This past week, U.S. President Donald Trump was formally implicated in felonies, which is big news. His former lawyer Michael Cohen told a court in New York that he’d illegally peddled hundreds of thousands of dollars in hush money at Trump’s direction. Famed publication The New Yorker is commemorating the development with a new Trump-focused cover.
In the cover art, adorning the front of the still upcoming September 3 issue of the publication, Trump can be seen walking through a forest, looking anxiously behind him at a pack of bloodhounds hot on his trail.
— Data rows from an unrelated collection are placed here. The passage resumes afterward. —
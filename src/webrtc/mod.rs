//! WebRTC peer connection management

pub mod peer;

pub use peer::{PeerHooks, PeerSession};
use std::path::PathBuf;

use clap::{Parser, ValueEnum};
use tokio::signal::unix::{signal, SignalKind};
use tracing_subscriber::{layer::SubscriberExt, util::SubscriberInitExt};

use kvm_agent::media::{GstSettings, MediaSource, MonitorSettings, VideoSettings};
use kvm_agent::session::{Session, SessionSettings};
use kvm_agent::speech::SpeechSettings;

/// Log level for the agent
#[derive(Debug, Clone, Copy, Default, ValueEnum)]
enum LogLevel {
    Error,
    Warn,
    #[default]
    Info,
    Debug,
    Trace,
}

const BUILD_INFO: &str = concat!(
    "kvm-agent ",
    env!("CARGO_PKG_VERSION"),
    " (built ",
    env!("BUILD_DATE"),
    ")"
);

/// kvm-agent command line arguments
#[derive(Parser, Debug)]
#[command(name = "kvm-agent")]
#[command(version, long_version = BUILD_INFO)]
#[command(about = "KVM-over-IP endpoint agent", long_about = None)]
struct CliArgs {
    /// Device serial number
    #[arg(long, value_name = "ID")]
    id: String,

    /// MQTT broker url (mqtt:// or mqtts://)
    #[arg(long, value_name = "URL")]
    mqtt_url: Option<String>,

    /// Backend url used for OAuth and the response/speech WebSockets
    #[arg(long, value_name = "URL")]
    ws_url: Option<String>,

    /// OAuth client id
    #[arg(long, value_name = "ID", default_value = "device")]
    client_id: String,

    /// Token cache file
    #[arg(long, value_name = "FILE", default_value = "/etc/kvm-agent/config.json")]
    config_path: PathBuf,

    /// Media source: 1 framed-socket encoder, 2 gstreamer pipeline
    #[arg(long, value_name = "N", default_value_t = 1)]
    media_source: u32,

    /// Capture device
    #[arg(long, value_name = "DEV", default_value = "/dev/video0")]
    video_path: String,

    /// Encoder binary
    #[arg(long, value_name = "FILE", default_value = "/root/video")]
    video_bin_path: String,

    /// Encoder output socket
    #[arg(long, value_name = "SOCK", default_value = "/var/run/capture.sock")]
    video_socket_path: String,

    /// HDMI monitor binary
    #[arg(long, value_name = "FILE", default_value = "/root/monitor")]
    monitor_bin_path: String,

    /// Monitor output socket
    #[arg(long, value_name = "SOCK", default_value = "/var/run/monitor.sock")]
    monitor_socket_path: String,

    /// HID gadget device
    #[arg(long, value_name = "DEV", default_value = "/dev/hidg0")]
    hid_path: String,

    /// File naming the bound USB device controller (for the status probe)
    #[arg(long, value_name = "FILE", default_value = "")]
    hid_udc_path: String,

    /// Speech capture binary; speech stays off when unset
    #[arg(long, value_name = "FILE")]
    speech_bin_path: Option<String>,

    /// Speech capture socket
    #[arg(long, value_name = "SOCK", default_value = "/var/run/speech.sock")]
    speech_socket_path: String,

    /// ALSA capture device for speech
    #[arg(long, value_name = "HW", default_value = "default")]
    speech_hardware: String,

    /// Log level (error, warn, info, debug, trace)
    #[arg(short = 'l', long, value_name = "LEVEL", default_value = "info")]
    log_level: LogLevel,

    /// Increase verbosity (-v for debug, -vv for trace)
    #[arg(short = 'v', long, action = clap::ArgAction::Count)]
    verbose: u8,
}

#[tokio::main]
async fn main() -> anyhow::Result<()> {
    let args = CliArgs::parse();

    init_logging(args.log_level, args.verbose);

    if args.mqtt_url.is_none() && args.ws_url.is_none() {
        anyhow::bail!("one of --mqtt-url or --ws-url is required");
    }

    let media_source = MediaSource::from_flag(args.media_source).ok_or_else(|| {
        anyhow::anyhow!(
            "unknown media source {} (1 encoder, 2 gstreamer)",
            args.media_source
        )
    })?;

    tracing::info!("starting {}", BUILD_INFO);

    let settings = SessionSettings {
        id: args.id,
        mqtt_url: args.mqtt_url,
        api_url: args.ws_url,
        client_id: args.client_id,
        config_path: args.config_path,
        media_source,
        video: VideoSettings {
            device_path: args.video_path.clone(),
            bin_path: args.video_bin_path,
            socket_path: args.video_socket_path,
            ..Default::default()
        },
        gst: GstSettings {
            device_path: args.video_path.clone(),
            ..Default::default()
        },
        monitor: MonitorSettings {
            device_path: args.video_path,
            bin_path: args.monitor_bin_path,
            socket_path: args.monitor_socket_path,
        },
        hid_path: args.hid_path,
        hid_udc_path: args.hid_udc_path,
        speech: args.speech_bin_path.map(|bin_path| SpeechSettings {
            bin_path,
            socket_path: args.speech_socket_path,
            hardware: args.speech_hardware,
            ..Default::default()
        }),
    };

    let session = Session::new(settings)?;
    session.open().await?;

    let mut sigint = signal(SignalKind::interrupt())?;
    let mut sigterm = signal(SignalKind::terminate())?;
    tokio::select! {
        _ = sigint.recv() => tracing::info!("SIGINT received"),
        _ = sigterm.recv() => tracing::info!("SIGTERM received"),
    }

    session.close().await;
    tracing::info!("shutdown complete");

    Ok(())
}

/// Initialize logging with tracing
fn init_logging(level: LogLevel, verbose_count: u8) {
    let effective_level = match verbose_count {
        0 => level,
        1 => LogLevel::Debug,
        _ => LogLevel::Trace,
    };

    let filter = match effective_level {
        LogLevel::Error => "kvm_agent=error",
        LogLevel::Warn => "kvm_agent=warn",
        LogLevel::Info => "kvm_agent=info",
        LogLevel::Debug => "kvm_agent=debug",
        LogLevel::Trace => "kvm_agent=trace,webrtc=debug",
    };

    let env_filter =
        tracing_subscriber::EnvFilter::try_from_default_env().unwrap_or_else(|_| filter.into());

    if let Err(err) = tracing_subscriber::registry()
        .with(env_filter)
        .with(tracing_subscriber::fmt::layer())
        .try_init()
    {
        eprintln!("failed to initialize tracing: {err}");
    }
}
Artist Barry Blitt crafted the piece, calling it “Closing In.”
Check it out below.
— The New Yorker (@NewYorker) August 24, 2018
The same artist has produced more than a dozen other Trump-focused covers for The New Yorker in the past as part of his decades of work for the publication. (He’s contributed since 1994).
Some of his others commemorate moments including the firing of FBI Director James Comey and escalating Trump World tension over the meeting Donald Trump Jr. and others had with Kremlin lawyer Natalia Veselnitskaya in 2016. In the mid-May 2017 cover featuring Comey, a dressed up Jeff Sessions drags an annoyed looking FBI director down the aisle of an airplane (thereby tying into another national news story of a doctor getting dragged off his flight).
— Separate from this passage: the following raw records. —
//! Signaling channels
//!
//! Two transports carry the same JSON message set: a broker-mediated MQTT
//! client and a direct, token-bearing WebSocket. The session orchestrator
//! answers every request on the channel that delivered it.

pub mod message;
pub mod mqtt;
pub mod websocket;

pub use message::{DeviceMessage, HeartbeatMessage, IceServer, MessageBody, StatusMessage};
pub use mqtt::{MqttClient, MqttSettings};
pub use websocket::WsClient;
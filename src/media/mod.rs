//! Video source adapters
//!
//! Two interchangeable sources feed the peer's video track:
//!
//! - [`VideoAdapter`] runs the H.264 encoder binary and reads complete
//!   access units from a framed socket (sample-flavored track).
//! - [`GstAdapter`] runs a gst-launch pipeline that emits RTP/H264 over
//!   loopback UDP (raw-RTP-flavored track).
//!
//! [`MonitorAdapter`] watches HDMI presence and input resolution through
//! the same framed-socket protocol, body-less.

pub mod gst;
pub mod monitor;
pub mod video;

pub use gst::{GstAdapter, GstSettings};
pub use monitor::{HdmiState, MonitorAdapter, MonitorSettings, MonitorStatus};
pub use video::{VideoAdapter, VideoSettings};

/// Which video source a session uses.
#[derive(Debug, Clone, Copy, PartialEq, Eq)]
pub enum MediaSource {
    /// Framed-socket encoder binary
    Video,
    /// gst-launch RTP pipeline
    Gstreamer,
}

impl MediaSource {
    /// Map the CLI integer (1 = encoder, 2 = gstreamer).
    pub fn from_flag(value: u32) -> Option<Self> {
        match value {
            1 => Some(Self::Video),
            2 => Some(Self::Gstreamer),
            _ => None,
        }
    }
}

#[cfg(test)]
mod tests {
    use super::*;

    #[test]
    fn test_media_source_flag() {
        assert_eq!(MediaSource::from_flag(1), Some(MediaSource::Video));
        assert_eq!(MediaSource::from_flag(2), Some(MediaSource::Gstreamer));
        assert_eq!(MediaSource::from_flag(0), None);
        assert_eq!(MediaSource::from_flag(3), None);
    }
}
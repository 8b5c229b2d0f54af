//! Local transports for helper-binary pipelines
//!
//! Every helper process (encoder, HDMI monitor, speech capture) talks to the
//! agent over a framed Unix stream socket; the gstreamer video source pushes
//! RTP over loopback UDP instead. Both transports deliver payloads through a
//! caller-supplied callback and are torn down with cooperative cancellation.

pub mod framed;
pub mod header;
pub mod udp;

pub use framed::{FramedSocket, OnFrame};
pub use header::{FrameHeader, FRAME_HEADER_LEN, MAX_FRAME_BODY};
pub use udp::{OnDatagram, UdpIngest};
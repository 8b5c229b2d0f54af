//! Persisted device configuration
//!
//! A small JSON file holding the device identity, the OAuth token cache and
//! the wake-on-LAN target. An absent file is the unauthenticated starting
//! state, not an error. Every mutation goes through [`ConfigFile::save`],
//! which the token store invokes before new tokens are surfaced to callers.

use std::os::unix::fs::PermissionsExt;
use std::path::{Path, PathBuf};

use chrono::{DateTime, Utc};
use serde::{Deserialize, Serialize};

use crate::error::Result;

const CONFIG_FILE_MODE: u32 = 0o644;

/// On-disk device state.
#[derive(Debug, Clone, Default, PartialEq, Serialize, Deserialize)]
#[serde(default, rename_all = "camelCase")]
pub struct DeviceConfig {
    pub id: String,
    pub access_token: String,
    pub access_token_expires_at: Option<DateTime<Utc>>,
    pub refresh_token: String,
    pub refresh_token_expires_at: Option<DateTime<Utc>>,
    pub wake_on_lan_mac: String,
}

/// Loads and persists [`DeviceConfig`] at a fixed path.
pub struct ConfigFile {
    path: PathBuf,
}

impl ConfigFile {
    pub fn new(path: impl Into<PathBuf>) -> Self {
        Self { path: path.into() }
    }

    pub fn path(&self) -> &Path {
        &self.path
    }

    /// Read the config; an absent file yields the default state.
    pub fn load(&self) -> Result<DeviceConfig> {
        if !self.path.exists() {
            return Ok(DeviceConfig::default());
        }

        let data = std::fs::read(&self.path)?;
        Ok(serde_json::from_slice(&data)?)
    }

    /// Write the config with mode 0644.
    pub fn save(&self, config: &DeviceConfig) -> Result<()> {
        if let Some(parent) = self.path.parent() {
            std::fs::create_dir_all(parent)?;
        }

        let data = serde_json::to_vec_pretty(config)?;
        std::fs::write(&self.path, data)?;
        std::fs::set_permissions(
            &self.path,
            std::fs::Permissions::from_mode(CONFIG_FILE_MODE),
        )?;

        Ok(())
    }
}

#[cfg(test)]
mod tests {
    use super::*;
    use chrono::TimeZone;

    fn temp_config() -> ConfigFile {
        let path = std::env::temp_dir().join(format!(
            "kvm-agent-config-{}-{:?}.json",
            std::process::id(),
            std::thread::current().id()
        ));
        let _ = std::fs::remove_file(&path);
        ConfigFile::new(path)
    }

    #[test]
    fn test_absent_file_is_default_state() {
        let file = temp_config();
        let config = file.load().unwrap();
        assert_eq!(config, DeviceConfig::default());
        assert!(config.access_token.is_empty());
    }

    #[test]
    fn test_save_load_round_trip() {
        let file = temp_config();

        let config = DeviceConfig {
            id: "dev-1".to_string(),
            access_token: "at".to_string(),
            access_token_expires_at: Some(Utc.with_ymd_and_hms(2031, 1, 2, 3, 4, 5).unwrap()),
            refresh_token: "rt".to_string(),
            refresh_token_expires_at: Some(Utc.with_ymd_and_hms(2032, 1, 2, 3, 4, 5).unwrap()),
            wake_on_lan_mac: "C4:75:AB:1A:07:1B".to_string(),
        };
        file.save(&config).unwrap();

        assert_eq!(file.load().unwrap(), config);

        std::fs::remove_file(file.path()).unwrap();
    }

    #[test]
    fn test_file_mode_is_0644() {
        let file = temp_config();
        file.save(&DeviceConfig::default()).unwrap();

        let mode = std::fs::metadata(file.path()).unwrap().permissions().mode();
        assert_eq!(mode & 0o777, 0o644);

        std::fs::remove_file(file.path()).unwrap();
    }

    #[test]
    fn test_field_names_are_camel_case() {
        let file = temp_config();
        file.save(&DeviceConfig {
            id: "x".into(),
            access_token: "at".into(),
            ..Default::default()
        })
        .unwrap();

        let raw = std::fs::read_to_string(file.path()).unwrap();
        assert!(raw.contains("\"accessToken\""));
        assert!(raw.contains("\"wakeOnLanMac\""));
        assert!(raw.contains("\"refreshTokenExpiresAt\""));

        std::fs::remove_file(file.path()).unwrap();
    }
}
In the cover art focusing on fallout from the 2016 Trump Tower meeting with Veselnitskaya, Trump can be seen kicking son-in-law Jared Kushner on the steps leading out of Air Force One while he angrily pulls Donald Trump Jr. along by the ear behind him. Both men were present at the contentious 2016 meeting, and in the time since it came to light, Trump has worked to protect his son’s name (to no avail).
The inspiration for Blitt’s latest cover is pretty clear. Although Trump has railed incessantly against Cohen in the time since the lawyer’s guilty plea, he can’t get away from the fact that he was implicated in felonies.
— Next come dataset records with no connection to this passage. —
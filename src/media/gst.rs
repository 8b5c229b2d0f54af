//! gst-launch RTP adapter
//!
//! Alternate video source for boards whose encoder lives behind a gstreamer
//! element. The pipeline payloads H.264 into RTP and pushes it to a
//! loopback UDP port; packets forward unchanged to the peer's raw-RTP
//! track.

use std::sync::Arc;

use crate::error::Result;
use crate::process::Supervisor;
use crate::transport::{OnDatagram, UdpIngest};

/// Pipeline launch parameters.
#[derive(Debug, Clone)]
pub struct GstSettings {
    pub device_path: String,
    pub host: String,
    pub port: u16,
    pub width: u32,
    pub height: u32,
    /// kbit/s
    pub bit_rate: u32,
    pub gop: u32,
}

impl Default for GstSettings {
    fn default() -> Self {
        Self {
            device_path: "/dev/video0".to_string(),
            host: "127.0.0.1".to_string(),
            port: 10000,
            width: 1920,
            height: 1080,
            bit_rate: 10 * 1024,
            gop: 60,
        }
    }
}

impl GstSettings {
    /// The gst-launch argv. The capture element runs in mmap io-mode; drm
    /// buffers crash the rockchip encoder element.
    fn pipeline_args(&self) -> Vec<String> {
        vec![
            "-q".to_string(),
            "v4l2src".to_string(),
            format!("device={}", self.device_path),
            "io-mode=mmap".to_string(),
            "!".to_string(),
            format!(
                "video/x-raw,format=NV12,width={},height={}",
                self.width, self.height
            ),
            "!".to_string(),
            "mpph264enc".to_string(),
            format!("gop={}", self.gop),
            format!("bps={}", self.bit_rate * 1024),
            "!".to_string(),
            "rtph264pay".to_string(),
            "config-interval=-1".to_string(),
            "aggregate-mode=zero-latency".to_string(),
            "!".to_string(),
            "udpsink".to_string(),
            format!("host={}", self.host),
            format!("port={}", self.port),
        ]
    }
}

/// Supervised gst-launch pipeline plus its UDP reader.
pub struct GstAdapter {
    udp: UdpIngest,
    supervisor: Arc<Supervisor>,
}

impl GstAdapter {
    pub fn new(settings: &GstSettings) -> Self {
        Self {
            udp: UdpIngest::new(settings.host.clone(), settings.port),
            supervisor: Arc::new(Supervisor::new(
                "gst-launch-1.0",
                settings.pipeline_args(),
            )),
        }
    }

    /// Bind the UDP reader, then start the pipeline.
    pub async fn open(&self, on_data: OnDatagram) -> Result<()> {
        self.udp.open(on_data).await?;

        if let Err(e) = self.supervisor.start().await {
            self.udp.close().await;
            return Err(e);
        }

        Ok(())
    }

    pub async fn close(&self) {
        let _ = self.supervisor.stop().await;
        self.udp.close().await;
    }
}
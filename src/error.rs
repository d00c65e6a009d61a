//! Error types for the fallible edges of the pagination core
//!
//! Window arithmetic itself is total and never returns these; they come from
//! page-count normalization, item ranges, configuration and JSON export.

use thiserror::Error;

/// Main error type for page-window operations
#[derive(Error, Debug)]
pub enum PaginationError {
    /// A count that must be at least 1 was zero
    #[error("{field} must be a positive number")]
    NotPositive { field: &'static str },

    /// Neither an explicit page count nor a total/per-page pair was given
    #[error("must define pageCount or totalCount and itemsPerPage")]
    MissingPageCount,

    /// Navigation control name not recognized
    #[error("unknown navigation control '{name}'")]
    UnknownControl { name: String },

    /// JSON parsing or serialization failed
    #[error("JSON error at {context}: {source}")]
    Json {
        context: &'static str,
        source: serde_json::Error,
    },
}

/// Result type alias for page-window operations
pub type Result<T> = std::result::Result<T, PaginationError>;

impl PaginationError {
    /// Create a non-positive count error
    pub fn not_positive(field: &'static str) -> Self {
        Self::NotPositive { field }
    }

    /// Create an unknown control error
    pub fn unknown_control(name: impl Into<String>) -> Self {
        Self::UnknownControl { name: name.into() }
    }

    /// Create a JSON error with context
    pub fn json(context: &'static str, source: serde_json::Error) -> Self {
        Self::Json { context, source }
    }
}
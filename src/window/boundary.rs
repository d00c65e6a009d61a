//! Boundary flags and first/prev/next/last navigation targets

use serde::Serialize;

/// Whether the current page sits on either end of the page range
#[derive(Debug, Clone, Copy, PartialEq, Eq, Default, Serialize)]
#[serde(rename_all = "camelCase")]
pub struct BoundaryFlags {
    pub is_first_page: bool,
    /// Always false while the page count is unknown (zero)
    pub is_last_page: bool,
}

impl BoundaryFlags {
    /// Pack into bits: bit 0 = first, bit 1 = last
    pub fn bits(&self) -> u32 {
        u32::from(self.is_first_page) | (u32::from(self.is_last_page) << 1)
    }
}

/// Compute first/last flags for `page`
pub fn compute_boundary_flags(page: u32, page_count: u32) -> BoundaryFlags {
    BoundaryFlags {
        is_first_page: page <= 1,
        is_last_page: page_count > 0 && page >= page_count,
    }
}

/// Target of the "first" control
pub const fn first_page() -> u32 {
    1
}

/// Target of the "prev" control, never below 1
pub fn prev_page(page: u32) -> u32 {
    page.saturating_sub(1).max(1)
}

/// Target of the "next" control.
///
/// Clamped to `page_count` when it is known; with an unknown (zero) count
/// this is just `page + 1`.
pub fn next_page(page: u32, page_count: u32) -> u32 {
    let next = page.saturating_add(1);
    if page_count > 0 {
        next.min(page_count)
    } else {
        next
    }
}

/// Target of the "last" control. Callers guard `page_count > 0`.
pub fn last_page(page_count: u32) -> u32 {
    page_count
}

/// Clamp a page into `[1, max(page_count, 1)]`
pub fn clamp_page(page: u32, page_count: u32) -> u32 {
    page.clamp(1, page_count.max(1))
}

#[cfg(test)]
mod tests {
    use super::*;

    #[test]
    fn test_boundary_flags() {
        assert_eq!(
            compute_boundary_flags(1, 10),
            BoundaryFlags {
                is_first_page: true,
                is_last_page: false
            }
        );
        assert_eq!(
            compute_boundary_flags(10, 10),
            BoundaryFlags {
                is_first_page: false,
                is_last_page: true
            }
        );
        assert_eq!(
            compute_boundary_flags(5, 10),
            BoundaryFlags::default()
        );
    }

    #[test]
    fn test_unknown_page_count_is_never_last() {
        let flags = compute_boundary_flags(7, 0);
        assert!(!flags.is_last_page);
        assert!(!flags.is_first_page);
    }

    #[test]
    fn test_single_page_is_both_ends() {
        let flags = compute_boundary_flags(1, 1);
        assert!(flags.is_first_page && flags.is_last_page);
        assert_eq!(flags.bits(), 0b11);
    }

    #[test]
    fn test_next_page() {
        assert_eq!(next_page(3, 10), 4);
        assert_eq!(next_page(10, 10), 10);
        assert_eq!(next_page(12, 10), 10);
        assert_eq!(next_page(3, 0), 4);
        assert_eq!(next_page(u32::MAX, 0), u32::MAX);
    }

    #[test]
    fn test_prev_page() {
        assert_eq!(prev_page(5), 4);
        assert_eq!(prev_page(1), 1);
        assert_eq!(prev_page(0), 1);
    }

    #[test]
    fn test_first_and_last() {
        assert_eq!(first_page(), 1);
        assert_eq!(last_page(42), 42);
    }

    #[test]
    fn test_clamp_page() {
        assert_eq!(clamp_page(0, 10), 1);
        assert_eq!(clamp_page(11, 10), 10);
        assert_eq!(clamp_page(5, 10), 5);
        assert_eq!(clamp_page(3, 0), 1);
    }
}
In addition — on the same afternoon Cohen pleaded guilty — a jury in Virginia found his former campaign manager Paul Manafort guilty of eight counts of fraud. Manafort, who’s been in police custody for months, faces a second trial later this year in Washington, D.C., for some of the political aspects to his work for pro-Kremlin interests that initially earned him so much scrutiny.
In the face of these developments, Blitt’s depiction of Trump as anxiously looking behind him as bloodhounds get closer and closer is fitting. Trump has lashed out at the investigations closing in around him time and time again at this point. The Russia investigation in particular is one of his continued favorite targets, in addition to the news media like The New Yorker as a whole.
As for the Cohen case, Trump has lashed out at the lawyer himself, deriding him for his decision to plead guilty and suggesting that he was lying about the president’s involvement in the criminal scheme that brought him down. It’s not, though, as if the president is trustworthy, having lied literally thousands and thousands of documented times since taking office. He just keeps making his way through those metaphorical woods.